AMR Chairman and CEO Gerard Arpey said the agreement to purchase 787 Dreamliners is the latest example of the Company's efforts to build a successful, competitive airline for the long-term while continuing to work to overcome the many immediate challenges facing the entire airline industry.
Arpey said the agreement would support American's wide-body replacement efforts as well as the international growth that is expected after American, British Airways, and Iberia achieve antitrust immunity and implement a joint business agreement for flights between North America and Europe. The airlines have an application for antitrust immunity pending with the U.S. Department of Transportation. (For more information about American's application for antitrust immunity, visit http://www.moretravelchoices.com.)
"Even as we battle the challenges of volatile and historically high fuel prices and serious economic uncertainty, we must continue to prudently invest in our Company for the long-term benefit of our shareholders, customers, employees and the communities we serve," Arpey said. "The 787 will help reduce our fuel and maintenance costs, lessen our environmental impact, and support our goal of providing industry-leading products and services over the long haul. Fortunately, our agreement with Boeing, our long-time partner, allows for significant flexibility to manage our fleet replacement and growth plans in the way that best meets all of our stakeholders' interests."
"American has been a valued and enduring Boeing partner for many years. Its selection of the Boeing 787 Dreamliner for fleet replacement and renewal represents strong validation of the 787's advanced technology and superior operating economics, especially in light of high fuel prices and the need for more environmentally progressive airplanes," said Ray Conner, Vice President Sales, Boeing Commercial Airplanes.
The 787 Dreamliner will offer passengers a better flying experience and provides airline operators greater efficiency, Conner added.
According to Boeing, the technologically advanced 787 will use 20 percent less fuel than today's airplanes of comparable size, provide airlines with up to 45 percent more cargo revenue capacity, and present passengers with innovations including a new interior environment with enhanced air filtration, larger windows, more stowage space, improved lighting, and other passenger-preferred conveniences. To date, Boeing says it has received nearly 900 orders for the 787 Dreamliner from more than 55 customers worldwide.
The 787-9 is designed to carry up to 290 passengers. With a range capability of up to 8,500 nautical miles, it is expected that the 787-9 could operate on every route American serves today, while offering potential to support new routes if business conditions warrant. American has yet to decide on a specific cabin configuration or engine type for its 787s and is in the process of determining the specific wide-body aircraft in its fleet that the 787 would replace.
American announced previously that it will take delivery of 76 more-fuel-efficient Boeing 737-800 aircraft in 2009 and 2010 as it replaces its narrow-body MD-80 fleet.
American also has undertaken multiple initiatives over the past several years to enhance its existing fleet with improved cabin interiors, onboard services and passenger amenities.
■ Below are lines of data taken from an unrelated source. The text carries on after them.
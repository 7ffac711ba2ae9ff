//! Configuration with layered resolution using figment.
//!
//! Resolution order (highest priority last):
//! 1. User config: `~/.config/place-index/config.toml` (XDG) or platform config dir
//! 2. Project config: `.place-index.toml`
//! 3. Environment variables: `PLACE_INDEX_*`, nested with `__`
//!    (e.g. `PLACE_INDEX_MERGER__MATCH_THRESHOLD=0.2`)
//!
//! Every section has defaults, so running without any config file is valid.
//!
//! # Intended Usage
//!
//! **Global config** (`~/.config/place-index/config.toml`):
//! ```toml
//! [embedding]
//! provider = "fastembed"
//! model = "BAAI/bge-small-en-v1.5"
//!
//! [llm]
//! base_url = "https://api.deepseek.com"
//! model = "deepseek-chat"
//! api_key = "sk-..."
//! ```
//!
//! **Project config** (`.place-index.toml` next to the provider dumps):
//! ```toml
//! [merger]
//! match_threshold = 0.35
//! use_llm = true
//! ```

use std::ops::Deref;
use std::path::{Path, PathBuf};
use std::time::Duration;

use figment::{
    providers::{Env, Format, Serialized, Toml},
    Figment,
};
use serde::{Deserialize, Serialize};

use crate::error::AppError;

/// Boxed wrapper for figment::Error to reduce Result size on the stack.
#[derive(Debug)]
pub struct ConfigError(Box<figment::Error>);

impl Deref for ConfigError {
    type Target = figment::Error;

    fn deref(&self) -> &Self::Target {
        &self.0
    }
}

impl std::fmt::Display for ConfigError {
    fn fmt(&self, f: &mut std::fmt::Formatter<'_>) -> std::fmt::Result {
        self.0.fmt(f)
    }
}

impl std::error::Error for ConfigError {
    fn source(&self) -> Option<&(dyn std::error::Error + 'static)> {
        self.0.source()
    }
}

impl From<figment::Error> for ConfigError {
    fn from(err: figment::Error) -> Self {
        Self(Box::new(err))
    }
}

/// Default match threshold on the embedder's native distance scale.
pub const DEFAULT_MATCH_THRESHOLD: f32 = 0.35;

/// Environment variable read when `llm.api_key` is not configured.
pub const API_KEY_ENV: &str = "DEEPSEEK_API_KEY";

/// Root configuration structure.
#[derive(Debug, Clone, Default, Serialize, Deserialize)]
pub struct Config {
    #[serde(default)]
    pub embedding: EmbeddingConfig,
    #[serde(default)]
    pub merger: MergerConfig,
    #[serde(default)]
    pub llm: LlmConfig,
}

/// Embedding provider configuration.
#[derive(Debug, Clone, Serialize, Deserialize)]
pub struct EmbeddingConfig {
    /// Embedding provider name (only "fastembed" is built in).
    pub provider: String,
    /// Model identifier (e.g., "BAAI/bge-small-en-v1.5").
    pub model: String,
    /// Where downloaded model files are cached.
    #[serde(default)]
    pub cache_dir: Option<PathBuf>,
    #[serde(default)]
    pub show_download_progress: bool,
}

impl Default for EmbeddingConfig {
    fn default() -> Self {
        Self {
            provider: "fastembed".to_string(),
            model: "BAAI/bge-small-en-v1.5".to_string(),
            cache_dir: None,
            show_download_progress: false,
        }
    }
}

/// Resolution engine configuration.
#[derive(Debug, Clone, Serialize, Deserialize)]
pub struct MergerConfig {
    /// Distances strictly below this value are treated as the same place.
    pub match_threshold: f32,
    /// Delegate tag reconciliation to the LLM oracle.
    ///
    /// No HTTP client is built unless this is set.
    pub use_llm: bool,
}

impl Default for MergerConfig {
    fn default() -> Self {
        Self {
            match_threshold: DEFAULT_MATCH_THRESHOLD,
            use_llm: false,
        }
    }
}

/// OpenAI-compatible chat endpoint used as the tag-merge oracle.
#[derive(Debug, Clone, Serialize, Deserialize)]
pub struct LlmConfig {
    pub base_url: String,
    pub model: String,
    /// Falls back to the `DEEPSEEK_API_KEY` environment variable.
    #[serde(default)]
    pub api_key: Option<String>,
    /// Upper bound on a single oracle call before falling back to set union.
    pub timeout_secs: u64,
}

impl Default for LlmConfig {
    fn default() -> Self {
        Self {
            base_url: "https://api.deepseek.com".to_string(),
            model: "deepseek-chat".to_string(),
            api_key: None,
            timeout_secs: 30,
        }
    }
}

impl LlmConfig {
    pub fn timeout(&self) -> Duration {
        Duration::from_secs(self.timeout_secs)
    }

    /// Configured key, or the one from the environment.
    pub fn resolve_api_key(&self) -> Option<String> {
        self.api_key
            .clone()
            .filter(|k| !k.is_empty())
            .or_else(|| std::env::var(API_KEY_ENV).ok().filter(|k| !k.is_empty()))
    }

    pub fn validate(&self) -> Result<(), AppError> {
        if self.timeout_secs == 0 {
            return Err(AppError::InvalidConfig(
                "llm.timeout_secs must be at least 1".to_string(),
            ));
        }
        Ok(())
    }
}

impl MergerConfig {
    pub fn validate(&self) -> Result<(), AppError> {
        if !self.match_threshold.is_finite() || self.match_threshold < 0.0 {
            return Err(AppError::InvalidConfig(format!(
                "merger.match_threshold must be a non-negative number, got {}",
                self.match_threshold
            )));
        }
        Ok(())
    }
}

impl Config {
    /// Load config with layered resolution (defaults → user → project → env).
    pub fn load() -> Result<Self, AppError> {
        Self::load_from(Path::new(".place-index.toml"))
    }

    /// Same as [`Config::load`] with an explicit project config path.
    pub fn load_from(project_config: &Path) -> Result<Self, AppError> {
        let config: Config = Self::figment(project_config)
            .extract()
            .map_err(ConfigError::from)?;
        config.merger.validate()?;
        config.llm.validate()?;
        Ok(config)
    }

    fn figment(project_config: &Path) -> Figment {
        Figment::from(Serialized::defaults(Config::default()))
            // Layer 1: User config (lowest priority)
            .merge(Toml::file(Self::user_config_path()))
            // Layer 2: Project config
            .merge(Toml::file(project_config))
            // Layer 3: Environment variables (highest priority)
            .merge(Env::prefixed("PLACE_INDEX_").split("__"))
    }

    /// User config path: ~/.config/place-index/config.toml (XDG) or platform config dir.
    fn user_config_path() -> PathBuf {
        // Prefer XDG config location (~/.config) on all platforms
        if let Some(home) = dirs::home_dir() {
            let xdg_path = home.join(".config").join("place-index").join("config.toml");
            if xdg_path.exists() {
                return xdg_path;
            }
        }
        // Fall back to platform-specific config dir
        dirs::config_dir()
            .map(|p| p.join("place-index").join("config.toml"))
            .unwrap_or_default()
    }
}

#[cfg(test)]
mod tests {
    use super::*;
    use serial_test::serial;

    #[test]
    #[serial]
    fn test_defaults_without_files() {
        let dir = tempfile::tempdir().unwrap();
        let config = Config::load_from(&dir.path().join("missing.toml")).unwrap();

        assert_eq!(config.merger.match_threshold, DEFAULT_MATCH_THRESHOLD);
        assert!(!config.merger.use_llm);
        assert_eq!(config.embedding.provider, "fastembed");
        assert_eq!(config.llm.timeout(), Duration::from_secs(30));
    }

    #[test]
    #[serial]
    fn test_project_file_overrides_defaults() {
        let dir = tempfile::tempdir().unwrap();
        let path = dir.path().join(".place-index.toml");
        std::fs::write(
            &path,
            "[merger]\nmatch_threshold = 0.2\nuse_llm = true\n\n[llm]\nmodel = \"other\"\n",
        )
        .unwrap();

        let config = Config::load_from(&path).unwrap();
        assert_eq!(config.merger.match_threshold, 0.2);
        assert!(config.merger.use_llm);
        assert_eq!(config.llm.model, "other");
        // Untouched keys keep their defaults
        assert_eq!(config.llm.base_url, "https://api.deepseek.com");
    }

    #[test]
    #[serial]
    fn test_env_overrides_project_file() {
        let dir = tempfile::tempdir().unwrap();
        let path = dir.path().join(".place-index.toml");
        std::fs::write(&path, "[merger]\nmatch_threshold = 0.2\n").unwrap();

        std::env::set_var("PLACE_INDEX_MERGER__MATCH_THRESHOLD", "0.5");
        let result = Config::load_from(&path);
        std::env::remove_var("PLACE_INDEX_MERGER__MATCH_THRESHOLD");

        assert_eq!(result.unwrap().merger.match_threshold, 0.5);
    }

    #[test]
    #[serial]
    fn test_negative_threshold_rejected() {
        let dir = tempfile::tempdir().unwrap();
        let path = dir.path().join(".place-index.toml");
        std::fs::write(&path, "[merger]\nmatch_threshold = -1.0\n").unwrap();

        let err = Config::load_from(&path).unwrap_err();
        assert!(matches!(err, AppError::InvalidConfig(_)));
    }

    #[test]
    #[serial]
    fn test_zero_llm_timeout_rejected() {
        let dir = tempfile::tempdir().unwrap();
        let path = dir.path().join(".place-index.toml");
        std::fs::write(&path, "[llm]\ntimeout_secs = 0\n").unwrap();

        let err = Config::load_from(&path).unwrap_err();
        assert!(matches!(err, AppError::InvalidConfig(_)));
        assert!(err.to_string().contains("timeout_secs"));
    }

    #[test]
    #[serial]
    fn test_api_key_env_fallback() {
        let llm = LlmConfig::default();
        std::env::set_var(API_KEY_ENV, "from-env");
        let key = llm.resolve_api_key();
        std::env::remove_var(API_KEY_ENV);
        assert_eq!(key.as_deref(), Some("from-env"));

        let llm = LlmConfig {
            api_key: Some("configured".to_string()),
            ..LlmConfig::default()
        };
        assert_eq!(llm.resolve_api_key().as_deref(), Some("configured"));
    }
}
These efforts have included installing new premium class seating, with the next-generation Business Class seats introduced for the 767-300 and 777. In addition, American added two new First Class seats to the 777 and standardized the fleet in 2007 and 2008 with the addition of Flagship Suite seats for those flying transpacific routes.
American enhanced inflight entertainment with the current trial for Gogo(R) inflight broadband Internet service, available on the 767-200. American also installed new LCD monitors, digital entertainment equipment for Coach passengers and personal entertainment devices for First and Business Class customers on the 767-300, 767-200 and 777 aircraft. American continues to invest in its food and beverage products with the launch of its menu variety program for First and Business Class customers and new buy-on-board options.
The 787 purchase agreement contains provisions that would allow American to choose not to acquire some or all of the 42 initial 787s if it has not reached a satisfactory agreement with its pilots union to operate the aircraft. American must notify Boeing of its intent to purchase a 787 at least 18 months prior to its scheduled delivery date, with the first scheduled delivery date occurring in September 2012.
While there can be no assurances, American expects to have reached such an agreement with its pilots union prior to the first notification date.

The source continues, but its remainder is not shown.